AMIA Annu Symp Proc. 2010 Nov 13;2010:31-5.
Modern hospitals and health-care institutes collect huge amounts of clinical data. Those who deal with such data know that there is a widening gap between data collection and data comprehension. Thus, it is very important to develop data mining techniques capable of automatically extracting useful knowledge to support clinical decision-making in various diagnostic and patient-management tasks. In this paper, we develop a new framework for rule mining based on minimal predictive rules (MPR). Our goal is to minimize the number of rules in order to reduce the information overhead, while preserving and concisely describing the important underlying patterns.

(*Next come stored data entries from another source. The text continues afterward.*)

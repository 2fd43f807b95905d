//! Wire date types for REST payloads.
//!
//! Inbound timestamps deserialize through [`curio_core::wiredate::parse`],
//! so query parameters and request bodies accept the same two encodings as
//! the rest of the REST surface (full timestamp, or date-only extended to
//! midnight UTC). Outbound timestamps are rendered by handlers with
//! [`curio_core::wiredate::format`] in the configured wire zone.

use chrono::{DateTime, Utc};
use serde::{de, Deserialize, Deserializer};

use curio_core::wiredate;

/// A `DateTime<Utc>` that deserializes from wire encodings.
#[derive(Debug, Clone, Copy, PartialEq, Eq)]
pub struct WireDateTime(pub DateTime<Utc>);

impl WireDateTime {
    /// Returns the inner DateTime<Utc>.
    pub fn into_inner(self) -> DateTime<Utc> {
        self.0
    }
}

impl<'de> Deserialize<'de> for WireDateTime {
    fn deserialize<D>(deserializer: D) -> Result<Self, D::Error>
    where
        D: Deserializer<'de>,
    {
        let s = String::deserialize(deserializer)?;
        wiredate::parse(&s)
            .map(WireDateTime)
            .map_err(|e| de::Error::custom(e.to_string()))
    }
}

#[cfg(test)]
mod tests {
    use super::*;
    use chrono::TimeZone;
    use serde::Deserialize;

    #[derive(Debug, Deserialize)]
    struct Query {
        date: Option<WireDateTime>,
    }

    #[test]
    fn test_deserializes_full_timestamp() {
        let q: Query = serde_json::from_str(r#"{"date":"2024-03-01T10:30:00Z"}"#).unwrap();
        assert_eq!(
            q.date.unwrap().into_inner(),
            Utc.with_ymd_and_hms(2024, 3, 1, 10, 30, 0).unwrap()
        );
    }

    #[test]
    fn test_deserializes_date_only_as_midnight_utc() {
        let q: Query = serde_json::from_str(r#"{"date":"2024-03-01"}"#).unwrap();
        assert_eq!(
            q.date.unwrap().into_inner(),
            Utc.with_ymd_and_hms(2024, 3, 1, 0, 0, 0).unwrap()
        );
    }

    #[test]
    fn test_rejects_garbage_with_date_field_message() {
        let result = serde_json::from_str::<Query>(r#"{"date":"not-a-date"}"#);
        let err = result.unwrap_err().to_string();
        assert!(err.contains("date"));
        assert!(err.contains("not-a-date"));
    }

    #[test]
    fn test_absent_is_none() {
        let q: Query = serde_json::from_str("{}").unwrap();
        assert!(q.date.is_none());
    }
}
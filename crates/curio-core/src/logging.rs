//! Structured logging field name constants for curio.
//!
//! All crates use these constants for consistent structured logging fields
//! so log aggregation tools can query by standardized names across every
//! subsystem.
//!
//! ## Log Level Contract
//!
//! | Level | Usage |
//! |-------|-------|
//! | ERROR | Degraded service, requires operator attention |
//! | WARN  | Recoverable issue, automatic fallback applied |
//! | INFO  | Lifecycle events (startup, shutdown), operation completions |
//! | DEBUG | Decision points, intermediate values, config choices |
//! | TRACE | Per-entry iteration, high-volume data (result rows) |

/// Correlation ID propagated across a request. Format: UUIDv7.
pub const REQUEST_ID: &str = "request_id";

/// Subsystem originating the log event: "api", "db", "search".
pub const SUBSYSTEM: &str = "subsystem";

/// Component within a subsystem: "pool", "items", "activation_results".
pub const COMPONENT: &str = "component";

/// Logical operation name: "insert", "list_versions", "assemble".
pub const OPERATION: &str = "op";

/// Stable item identity (shared across versions).
pub const ITEM_UUID: &str = "item_uuid";

/// Item version number.
pub const ITEM_VERSION: &str = "item_version";

/// Institution (tenant) external identifier.
pub const INSTITUTION_ID: &str = "institution_id";

/// Wall-clock duration in milliseconds.
pub const DURATION_MS: &str = "duration_ms";

/// Number of results returned by a listing or query.
pub const RESULT_COUNT: &str = "result_count";

/// Error message when an operation fails.
pub const ERROR_MSG: &str = "error";
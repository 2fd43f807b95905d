//! ISO-8601 date codec for the REST boundary.
//!
//! A pure function pair — no formatter object, no clone contract. Parsing
//! always normalizes to UTC; formatting renders in the *configured* wire
//! zone. The legacy behavior of echoing timestamps in the server's local
//! zone is preserved as explicit configuration ([`WireZone::Fixed`]) rather
//! than ambient state; unconfigured servers emit UTC.
//!
//! Accepted input encodings:
//! - full timestamp: `2024-03-01T10:30:00Z`, `2024-03-01T10:30:00+10:00`
//! - timestamp without zone (assumed UTC): `2024-03-01T10:30:00`
//! - date only: `2024-03-01` — extended to `T00:00:00Z` before parsing

use chrono::{DateTime, FixedOffset, NaiveDateTime, SecondsFormat, Utc};

use crate::error::{Error, Result};
use crate::i18n;

/// The time zone wire timestamps are rendered in.
#[derive(Debug, Clone, Copy, PartialEq, Eq)]
pub enum WireZone {
    Utc,
    Fixed(FixedOffset),
}

impl Default for WireZone {
    fn default() -> Self {
        WireZone::Utc
    }
}

impl WireZone {
    /// Parse an operator-supplied offset string.
    ///
    /// Accepts `Z`, `UTC`, the empty string, or `±HH:MM`. Anything else is
    /// a configuration error.
    pub fn from_offset_str(s: &str) -> Result<Self> {
        let s = s.trim();
        if s.is_empty() || s.eq_ignore_ascii_case("z") || s.eq_ignore_ascii_case("utc") {
            return Ok(WireZone::Utc);
        }
        let (sign, rest) = match s.split_at_checked(1) {
            Some(("+", rest)) => (1i32, rest),
            Some(("-", rest)) => (-1i32, rest),
            _ => return Err(Error::Config(format!("invalid time zone offset: {}", s))),
        };
        let (hh, mm) = rest
            .split_once(':')
            .ok_or_else(|| Error::Config(format!("invalid time zone offset: {}", s)))?;
        let hours: i32 = hh
            .parse()
            .map_err(|_| Error::Config(format!("invalid time zone offset: {}", s)))?;
        let minutes: i32 = mm
            .parse()
            .map_err(|_| Error::Config(format!("invalid time zone offset: {}", s)))?;
        if hours > 14 || minutes > 59 {
            return Err(Error::Config(format!("invalid time zone offset: {}", s)));
        }
        let secs = sign * (hours * 3600 + minutes * 60);
        FixedOffset::east_opt(secs)
            .map(WireZone::Fixed)
            .ok_or_else(|| Error::Config(format!("invalid time zone offset: {}", s)))
    }
}

/// Format a timestamp for the wire in the configured zone.
pub fn format(dt: DateTime<Utc>, zone: WireZone) -> String {
    match zone {
        WireZone::Utc => dt.to_rfc3339_opts(SecondsFormat::Secs, true),
        WireZone::Fixed(offset) => dt
            .with_timezone(&offset)
            .to_rfc3339_opts(SecondsFormat::Secs, false),
    }
}

/// Parse a wire timestamp, normalizing to UTC.
///
/// Date-only input gets a synthetic midnight-UTC time component appended
/// before parsing. Unparseable input fails with a validation error whose
/// field is `"date"`.
pub fn parse(source: &str) -> Result<DateTime<Utc>> {
    let trimmed = source.trim();
    let extended;
    let to_parse = if trimmed.to_uppercase().contains('T') {
        trimmed
    } else {
        extended = format!("{}T00:00:00Z", trimmed);
        &extended
    };

    if let Ok(dt) = DateTime::parse_from_rfc3339(to_parse) {
        return Ok(dt.with_timezone(&Utc));
    }
    // Timestamp without a zone designator — assume UTC
    if let Ok(naive) = NaiveDateTime::parse_from_str(to_parse, "%Y-%m-%dT%H:%M:%S") {
        return Ok(naive.and_utc());
    }
    if let Ok(naive) = NaiveDateTime::parse_from_str(to_parse, "%Y-%m-%dT%H:%M:%S%.f") {
        return Ok(naive.and_utc());
    }

    Err(Error::validation(
        "date",
        i18n::resolve("api.error.dateparse", &[source]),
    ))
}

#[cfg(test)]
mod tests {
    use super::*;
    use chrono::TimeZone;

    #[test]
    fn test_format_utc() {
        let dt = Utc.with_ymd_and_hms(2024, 3, 1, 10, 30, 0).unwrap();
        assert_eq!(format(dt, WireZone::Utc), "2024-03-01T10:30:00Z");
    }

    #[test]
    fn test_format_in_configured_offset() {
        let dt = Utc.with_ymd_and_hms(2024, 3, 1, 10, 30, 0).unwrap();
        let zone = WireZone::from_offset_str("+10:00").unwrap();
        assert_eq!(format(dt, zone), "2024-03-01T20:30:00+10:00");
    }

    #[test]
    fn test_parse_full_timestamp_with_z() {
        let dt = parse("2024-03-01T10:30:00Z").unwrap();
        assert_eq!(dt, Utc.with_ymd_and_hms(2024, 3, 1, 10, 30, 0).unwrap());
    }

    #[test]
    fn test_parse_full_timestamp_with_offset() {
        let dt = parse("2024-03-01T20:30:00+10:00").unwrap();
        assert_eq!(dt, Utc.with_ymd_and_hms(2024, 3, 1, 10, 30, 0).unwrap());
    }

    #[test]
    fn test_parse_without_zone_assumes_utc() {
        let dt = parse("2024-03-01T10:30:00").unwrap();
        assert_eq!(dt, Utc.with_ymd_and_hms(2024, 3, 1, 10, 30, 0).unwrap());
    }

    #[test]
    fn test_parse_date_only_is_midnight_utc() {
        let dt = parse("2024-03-01").unwrap();
        assert_eq!(dt, parse("2024-03-01T00:00:00Z").unwrap());
        assert_eq!(dt, Utc.with_ymd_and_hms(2024, 3, 1, 0, 0, 0).unwrap());
    }

    #[test]
    fn test_round_trip_any_zone() {
        let dt = Utc.with_ymd_and_hms(2023, 11, 17, 23, 59, 59).unwrap();
        for offset in ["", "+10:00", "-05:30", "+00:00"] {
            let zone = WireZone::from_offset_str(offset).unwrap();
            assert_eq!(parse(&format(dt, zone)).unwrap(), dt, "zone {:?}", offset);
        }
    }

    #[test]
    fn test_parse_failure_tags_date_field() {
        let err = parse("not-a-date").unwrap_err();
        match err {
            Error::Validation { field, message } => {
                assert_eq!(field, "date");
                assert!(message.contains("not-a-date"));
            }
            other => panic!("expected Validation error, got {:?}", other),
        }
    }

    #[test]
    fn test_parse_empty_fails() {
        assert!(parse("").is_err());
        assert!(parse("   ").is_err());
    }

    #[test]
    fn test_offset_parsing() {
        assert_eq!(WireZone::from_offset_str("Z").unwrap(), WireZone::Utc);
        assert_eq!(WireZone::from_offset_str("").unwrap(), WireZone::Utc);
        assert!(matches!(
            WireZone::from_offset_str("+10:00").unwrap(),
            WireZone::Fixed(_)
        ));
        assert!(WireZone::from_offset_str("10:00").is_err());
        assert!(WireZone::from_offset_str("+25:00").is_err());
        assert!(WireZone::from_offset_str("+xx:yy").is_err());
    }
}
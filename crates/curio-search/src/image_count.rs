//! File/image count decoration for result entries.
//!
//! Counts the image attachments a viewer is allowed to see and, when more
//! than one qualifies, attaches a disabled icon+count badge to the entry.
//! Zero and one are deliberately not called out — the single-image case is
//! carried by the thumbnail itself.

use curio_core::{i18n, is_image_filename, Attachment, AttachmentKind};

use crate::entry::{BadgeIcon, CountBadge, ResultEntry};

/// Message key for the badge tooltip.
const COUNT_KEY: &str = "search.images.count";

/// Settings for the count pass.
#[derive(Debug, Clone, Copy)]
pub struct CountSettings {
    /// Global switch; when off, no entry gets a badge at all.
    pub enabled: bool,
}

impl Default for CountSettings {
    fn default() -> Self {
        Self { enabled: true }
    }
}

/// Number of image attachments the viewer may count.
///
/// An attachment qualifies when it is a FILE, its filename resolves to an
/// `image/*` MIME type, and it is either unrestricted or the viewer is
/// privileged. A pure filter+count; invariant under reordering.
pub fn qualifying_image_count(attachments: &[Attachment], can_view_restricted: bool) -> i64 {
    attachments
        .iter()
        .filter(|a| a.kind == AttachmentKind::File)
        .filter(|a| can_view_restricted || !a.restricted)
        .filter(|a| is_image_filename(&a.filename))
        .count() as i64
}

/// Decorate one entry with an image count badge when more than one image
/// qualifies. Runs once per entry, independently.
pub fn decorate_entry(entry: &mut ResultEntry, can_view_restricted: bool, settings: CountSettings) {
    if !settings.enabled {
        return;
    }
    let count = qualifying_image_count(&entry.attachments, can_view_restricted);
    if count > 1 {
        entry.image_count_badge = Some(CountBadge {
            icon: BadgeIcon::Image,
            count,
            title: i18n::resolve_count(COUNT_KEY, count),
            disabled: true,
        });
    }
}

/// Decorate a whole result page.
pub fn decorate_entries(
    entries: &mut [ResultEntry],
    can_view_restricted: bool,
    settings: CountSettings,
) {
    for entry in entries {
        decorate_entry(entry, can_view_restricted, settings);
    }
}
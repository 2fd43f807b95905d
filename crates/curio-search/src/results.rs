//! Activation results assembly.
//!
//! Composes default search parameters, the activation-scoped query source,
//! the item listing, and the per-entry image count pass into one results
//! page. Wiring is explicit constructor composition; there is no runtime
//! component lookup.

use std::time::Instant;

use chrono::Utc;
use serde::Serialize;
use tracing::{debug, info};

use curio_core::{i18n, ActivationRepository, AttachmentRepository, Error, Result};
use curio_db::Database;

use crate::entry::ResultEntry;
use crate::image_count::{decorate_entries, CountSettings};
use crate::params::SearchParams;

/// Message key for the page title.
const RESULTS_TITLE_KEY: &str = "activations.results.title";

/// Identifier of the bulk-selection checkbox region clients refresh along
/// with the result list.
pub const REGION_BULK_SELECT: &str = "bulk-select-box";

/// One page of activation results, ready for rendering.
#[derive(Debug, Clone, Serialize)]
pub struct ResultsPage {
    /// Localized results title.
    pub title: String,
    pub entries: Vec<ResultEntry>,
    /// Total matches before pagination.
    pub total: usize,
    /// Auxiliary UI regions to refresh together with the list.
    pub update_regions: Vec<String>,
}

/// Assembles activation result pages.
pub struct ActivationResultsAssembler {
    db: Database,
    count_settings: CountSettings,
}

impl ActivationResultsAssembler {
    /// Wire an assembler over the shared database handle.
    pub fn new(db: Database, count_settings: CountSettings) -> Self {
        Self { db, count_settings }
    }

    /// The localized title shown above activation results.
    pub fn results_title(&self) -> String {
        i18n::resolve(RESULTS_TITLE_KEY, &[])
    }

    /// Build a page of activation-scoped results.
    ///
    /// The activation-aware query source is always used here: items enter
    /// the listing only through a window covering `params.active_at`
    /// (defaulting to now), never through a generic item search.
    pub async fn assemble(
        &self,
        params: SearchParams,
        can_view_restricted: bool,
    ) -> Result<ResultsPage> {
        let start = Instant::now();
        let at = params.active_at.unwrap_or_else(Utc::now);

        let item_ids = self.db.activations.items_active_at(at).await?;

        let mut entries = Vec::with_capacity(item_ids.len());
        for item_id in item_ids {
            let item = match self.db.items.get_by_row_id(item_id).await {
                Ok(item) => item,
                // The window can outlive its item between the id scan and
                // the fetch; such rows simply drop out of the page.
                Err(Error::NotFound(_)) => continue,
                Err(e) => return Err(e),
            };
            if let Some(institution_id) = params.institution_id {
                if item.institution_id != institution_id {
                    continue;
                }
            }
            if let Some(status) = params.status {
                if item.status != status {
                    continue;
                }
            }
            let attachments = self.db.attachments.list_for_item(item_id).await?;
            entries.push(ResultEntry::new(item, attachments));
        }

        entries.sort_by(|a, b| {
            (a.item.name.as_str(), a.item.version).cmp(&(b.item.name.as_str(), b.item.version))
        });

        let total = entries.len();
        let mut page: Vec<ResultEntry> = entries
            .into_iter()
            .skip(params.offset)
            .take(params.limit)
            .collect();

        decorate_entries(&mut page, can_view_restricted, self.count_settings);

        debug!(
            subsystem = "search",
            component = "activation_results",
            op = "assemble",
            result_count = page.len(),
            total,
            "Assembled activation results page"
        );
        info!(
            subsystem = "search",
            component = "activation_results",
            duration_ms = start.elapsed().as_millis() as u64,
            total,
            "Activation search complete"
        );

        Ok(ResultsPage {
            title: self.results_title(),
            entries: page,
            total,
            update_regions: vec![REGION_BULK_SELECT.to_string()],
        })
    }
}

#[cfg(test)]
mod tests {
    use super::*;

    #[test]
    fn test_results_title_is_localized() {
        assert_eq!(i18n::resolve(RESULTS_TITLE_KEY, &[]), "Activations");
    }

    #[test]
    fn test_bulk_select_region_id() {
        assert_eq!(REGION_BULK_SELECT, "bulk-select-box");
    }
}
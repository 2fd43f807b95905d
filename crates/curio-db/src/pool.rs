//! Database connection pool management.

use std::time::{Duration, Instant};

use sqlx::postgres::{PgPool, PgPoolOptions};
use tracing::{debug, info, warn};

use curio_core::{Error, Result};

/// Default maximum number of connections in the pool.
pub const DEFAULT_MAX_CONNECTIONS: u32 = 8;

/// Default connection acquire timeout in seconds.
pub const DEFAULT_CONNECT_TIMEOUT_SECS: u64 = 30;

/// Pool configuration options.
#[derive(Debug, Clone)]
pub struct PoolConfig {
    /// Maximum number of connections in the pool.
    pub max_connections: u32,
    /// Minimum number of connections to maintain.
    pub min_connections: u32,
    /// Connection acquire timeout.
    pub connect_timeout: Duration,
    /// Idle connection timeout.
    pub idle_timeout: Duration,
}

impl Default for PoolConfig {
    fn default() -> Self {
        Self {
            max_connections: DEFAULT_MAX_CONNECTIONS,
            min_connections: 1,
            connect_timeout: Duration::from_secs(DEFAULT_CONNECT_TIMEOUT_SECS),
            idle_timeout: Duration::from_secs(600),
        }
    }
}

impl PoolConfig {
    /// Create a new pool configuration with default values.
    pub fn new() -> Self {
        Self::default()
    }

    /// Set the maximum number of connections.
    pub fn max_connections(mut self, n: u32) -> Self {
        self.max_connections = n;
        self
    }

    /// Set the minimum number of connections.
    pub fn min_connections(mut self, n: u32) -> Self {
        self.min_connections = n;
        self
    }

    /// Set the connection acquire timeout.
    pub fn connect_timeout(mut self, timeout: Duration) -> Self {
        self.connect_timeout = timeout;
        self
    }
}

/// Create a new PostgreSQL connection pool with default configuration.
pub async fn create_pool(database_url: &str) -> Result<PgPool> {
    create_pool_with_config(database_url, PoolConfig::default()).await
}

/// Create a new PostgreSQL connection pool with custom configuration.
pub async fn create_pool_with_config(database_url: &str, config: PoolConfig) -> Result<PgPool> {
    let start = Instant::now();

    info!(
        subsystem = "db",
        component = "pool",
        op = "create",
        max_connections = config.max_connections,
        min_connections = config.min_connections,
        connect_timeout_secs = config.connect_timeout.as_secs(),
        "Creating database connection pool"
    );

    let pool = PgPoolOptions::new()
        .max_connections(config.max_connections)
        .min_connections(config.min_connections)
        .acquire_timeout(config.connect_timeout)
        .idle_timeout(config.idle_timeout)
        .connect(database_url)
        .await
        .map_err(Error::Database)?;

    info!(
        subsystem = "db",
        component = "pool",
        op = "established",
        pool_size = pool.size(),
        duration_ms = start.elapsed().as_millis() as u64,
        "Database connection pool established"
    );
    Ok(pool)
}

/// Log current pool health metrics.
///
/// Warns when no idle connections remain (potential exhaustion).
pub fn log_pool_metrics(pool: &PgPool) {
    let size = pool.size();
    let idle = pool.num_idle();

    debug!(
        subsystem = "db",
        component = "pool",
        op = "metrics",
        pool_size = size,
        pool_idle = idle,
        "Pool health check"
    );

    if idle == 0 && size > 0 {
        warn!(
            subsystem = "db",
            component = "pool",
            pool_size = size,
            "Connection pool has no idle connections"
        );
    }
}

#[cfg(test)]
mod tests {
    use super::*;

    #[test]
    fn test_pool_config_builder() {
        let config = PoolConfig::new()
            .max_connections(16)
            .min_connections(2)
            .connect_timeout(Duration::from_secs(5));

        assert_eq!(config.max_connections, 16);
        assert_eq!(config.min_connections, 2);
        assert_eq!(config.connect_timeout, Duration::from_secs(5));
    }

    #[test]
    fn test_default_config() {
        let config = PoolConfig::default();
        assert_eq!(config.max_connections, DEFAULT_MAX_CONNECTIONS);
        assert_eq!(config.min_connections, 1);
    }
}
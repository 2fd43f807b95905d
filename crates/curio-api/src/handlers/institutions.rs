//! Institution (tenant) HTTP handlers.

use axum::{
    extract::{Path, State},
    http::StatusCode,
    Json,
};
use tracing::info;

use curio_core::{CreateInstitutionRequest, Institution, InstitutionRepository};

use crate::error::ApiError;
use crate::state::AppState;

/// List every institution.
pub async fn list_institutions(
    State(state): State<AppState>,
) -> Result<Json<Vec<Institution>>, ApiError> {
    let institutions = state.db.institutions.list().await?;
    Ok(Json(institutions))
}

/// Look an institution up by its stable external identifier.
///
/// # Returns
/// - 200 OK with the institution
/// - 404 Not Found if no institution carries that id
pub async fn get_institution(
    State(state): State<AppState>,
    Path(unique_id): Path<i64>,
) -> Result<Json<Institution>, ApiError> {
    let institution = state.db.institutions.find_by_unique_id(unique_id).await?;
    Ok(Json(institution))
}

/// Provision a new institution.
///
/// # Returns
/// - 201 Created with the new institution
pub async fn create_institution(
    State(state): State<AppState>,
    Json(req): Json<CreateInstitutionRequest>,
) -> Result<(StatusCode, Json<Institution>), ApiError> {
    let institution = state.db.institutions.insert(req).await?;
    info!(
        subsystem = "api",
        institution_id = institution.unique_id,
        "Provisioned institution"
    );
    Ok((StatusCode::CREATED, Json(institution)))
}
//! Application state shared across handlers.

use std::sync::Arc;

use curio_core::WireZone;
use curio_db::Database;
use curio_search::ActivationResultsAssembler;

/// State injected into every handler.
#[derive(Clone)]
pub struct AppState {
    pub db: Database,
    /// Activation results pipeline, wired once at startup.
    pub assembler: Arc<ActivationResultsAssembler>,
    /// Zone outbound timestamps are rendered in.
    pub wire_zone: WireZone,
}
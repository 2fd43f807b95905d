//! # curio-core
//!
//! Core types, traits, and abstractions for the curio item repository.
//!
//! This crate provides the foundational data structures and trait
//! definitions that other curio crates depend on.

pub mod error;
pub mod i18n;
pub mod logging;
pub mod mime;
pub mod models;
pub mod traits;
pub mod wiredate;

// Re-export commonly used types at crate root
pub use error::{Error, Result};
pub use mime::{detect_content_type, is_image_filename, mime_type_for_filename};
pub use models::*;
pub use traits::*;
pub use wiredate::WireZone;
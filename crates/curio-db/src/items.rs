//! Item repository implementation.

use async_trait::async_trait;
use chrono::{DateTime, Utc};
use sqlx::{PgPool, Row};
use tracing::debug;
use uuid::Uuid;

use curio_core::{
    CreateItemRequest, Error, Item, ItemRepository, ItemStatus, ItemVersionSummary, Result,
};

use crate::query::{bind_all, AllVersionsClause, ItemQuery, ALIAS_VERSION};

/// PostgreSQL implementation of ItemRepository.
pub struct PgItemRepository {
    pool: PgPool,
}

const ITEM_COLUMNS: &str =
    "id, uuid, version, institution_id, name, description, status, created_at_utc, modified_at_utc";

impl PgItemRepository {
    /// Create a new PgItemRepository with the given connection pool.
    pub fn new(pool: PgPool) -> Self {
        Self { pool }
    }

    /// Fetch one version by its row key. Used by listing pipelines that
    /// join through tables keyed on `item.id`.
    pub async fn get_by_row_id(&self, id: Uuid) -> Result<Item> {
        let row = sqlx::query(&format!(
            "SELECT {} FROM item WHERE id = $1",
            ITEM_COLUMNS
        ))
        .bind(id)
        .fetch_optional(&self.pool)
        .await?
        .ok_or_else(|| Error::NotFound(format!("item row {}", id)))?;
        Self::item_from_row(&row)
    }

    fn item_from_row(row: &sqlx::postgres::PgRow) -> Result<Item> {
        let status: String = row.try_get("status")?;
        Ok(Item {
            id: row.try_get("id")?,
            uuid: row.try_get("uuid")?,
            version: row.try_get("version")?,
            institution_id: row.try_get("institution_id")?,
            name: row.try_get("name")?,
            description: row.try_get("description")?,
            status: status.parse()?,
            created_at_utc: row.try_get("created_at_utc")?,
            modified_at_utc: row.try_get("modified_at_utc")?,
        })
    }
}

#[async_trait]
impl ItemRepository for PgItemRepository {
    async fn insert(&self, req: CreateItemRequest) -> Result<Item> {
        let mut tx = self.pool.begin().await?;

        // Version assignment must see a stable max, so the newest existing
        // row of the uuid is locked for the duration of the transaction.
        let (uuid, version) = match req.uuid {
            Some(uuid) => {
                let newest: Option<(i32,)> = sqlx::query_as(
                    "SELECT version FROM item WHERE uuid = $1 \
                     ORDER BY version DESC LIMIT 1 FOR UPDATE",
                )
                .bind(uuid)
                .fetch_optional(&mut *tx)
                .await?;
                (uuid, newest.map(|r| r.0).unwrap_or(0) + 1)
            }
            None => (Uuid::new_v4(), 1),
        };

        let now = Utc::now();
        let item = Item {
            id: Uuid::now_v7(),
            uuid,
            version,
            institution_id: req.institution_id,
            name: req.name,
            description: req.description,
            status: req.status.unwrap_or(ItemStatus::Draft),
            created_at_utc: now,
            modified_at_utc: now,
        };

        sqlx::query(
            "INSERT INTO item \
             (id, uuid, version, institution_id, name, description, status, \
              created_at_utc, modified_at_utc) \
             VALUES ($1, $2, $3, $4, $5, $6, $7, $8, $9)",
        )
        .bind(item.id)
        .bind(item.uuid)
        .bind(item.version)
        .bind(item.institution_id)
        .bind(&item.name)
        .bind(&item.description)
        .bind(item.status.as_str())
        .bind(item.created_at_utc)
        .bind(item.modified_at_utc)
        .execute(&mut *tx)
        .await?;

        tx.commit().await?;

        debug!(
            subsystem = "db",
            component = "items",
            op = "insert",
            item_uuid = %item.uuid,
            item_version = item.version,
            "Inserted item version"
        );
        Ok(item)
    }

    async fn get(&self, uuid: Uuid, version: i32) -> Result<Item> {
        let row = sqlx::query(&format!(
            "SELECT {} FROM item WHERE uuid = $1 AND version = $2",
            ITEM_COLUMNS
        ))
        .bind(uuid)
        .bind(version)
        .fetch_optional(&self.pool)
        .await?
        .ok_or(Error::ItemNotFound { uuid, version })?;
        Self::item_from_row(&row)
    }

    async fn latest(&self, uuid: Uuid) -> Result<Item> {
        let row = sqlx::query(&format!(
            "SELECT {} FROM item WHERE uuid = $1 ORDER BY version DESC LIMIT 1",
            ITEM_COLUMNS
        ))
        .bind(uuid)
        .fetch_optional(&self.pool)
        .await?
        .ok_or_else(|| Error::NotFound(format!("item {}", uuid)))?;
        Self::item_from_row(&row)
    }

    async fn list_all_versions(&self, uuid: Uuid) -> Result<Vec<ItemVersionSummary>> {
        let (sql, binds) = ItemQuery::new()
            .project("item.status", "status")
            .project("item.modified_at_utc", "modified_at_utc")
            .apply(&AllVersionsClause::new(uuid))
            .to_sql();

        let rows = bind_all(sqlx::query(&sql), &binds)
            .fetch_all(&self.pool)
            .await?;

        let mut versions = Vec::with_capacity(rows.len());
        for row in &rows {
            let status: String = row.try_get("status")?;
            let modified_at_utc: DateTime<Utc> = row.try_get("modified_at_utc")?;
            versions.push(ItemVersionSummary {
                version: row.try_get(ALIAS_VERSION)?,
                status: status.parse()?,
                modified_at_utc,
                is_latest: false,
            });
        }
        // Rows arrive ascending by version, so the last one is current.
        if let Some(last) = versions.last_mut() {
            last.is_latest = true;
        }

        debug!(
            subsystem = "db",
            component = "items",
            op = "list_versions",
            item_uuid = %uuid,
            result_count = versions.len(),
            "Listed item versions"
        );
        Ok(versions)
    }

    async fn delete(&self, uuid: Uuid, version: i32) -> Result<()> {
        let result = sqlx::query("DELETE FROM item WHERE uuid = $1 AND version = $2")
            .bind(uuid)
            .bind(version)
            .execute(&self.pool)
            .await?;
        if result.rows_affected() == 0 {
            return Err(Error::ItemNotFound { uuid, version });
        }
        Ok(())
    }
}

We develop an algorithm to efficiently mine these MPRs and apply it to predict Heparin Platelet Factor 4 antibody (HPF4) test orders from electronic health records.
现代医院和医疗保健机构收集了大量的临床数据。处理这些数据的人都知道,数据收集和数据理解之间的差距正在不断扩大。因此,开发能够自动提取有用知识以支持各种诊断和患者管理任务中的临床决策的数据挖掘技术非常重要。在本文中,我们基于最小预测规则(MPR)开发了一种新的规则挖掘框架。我们的目标是尽量减少规则数量,以减少信息负担,同时保留并简洁地描述重要的潜在模式。我们开发了一种算法来高效地挖掘这些MPR,并将其应用于从电子健康记录中预测肝素血小板因子4抗体(HPF4)检测订单。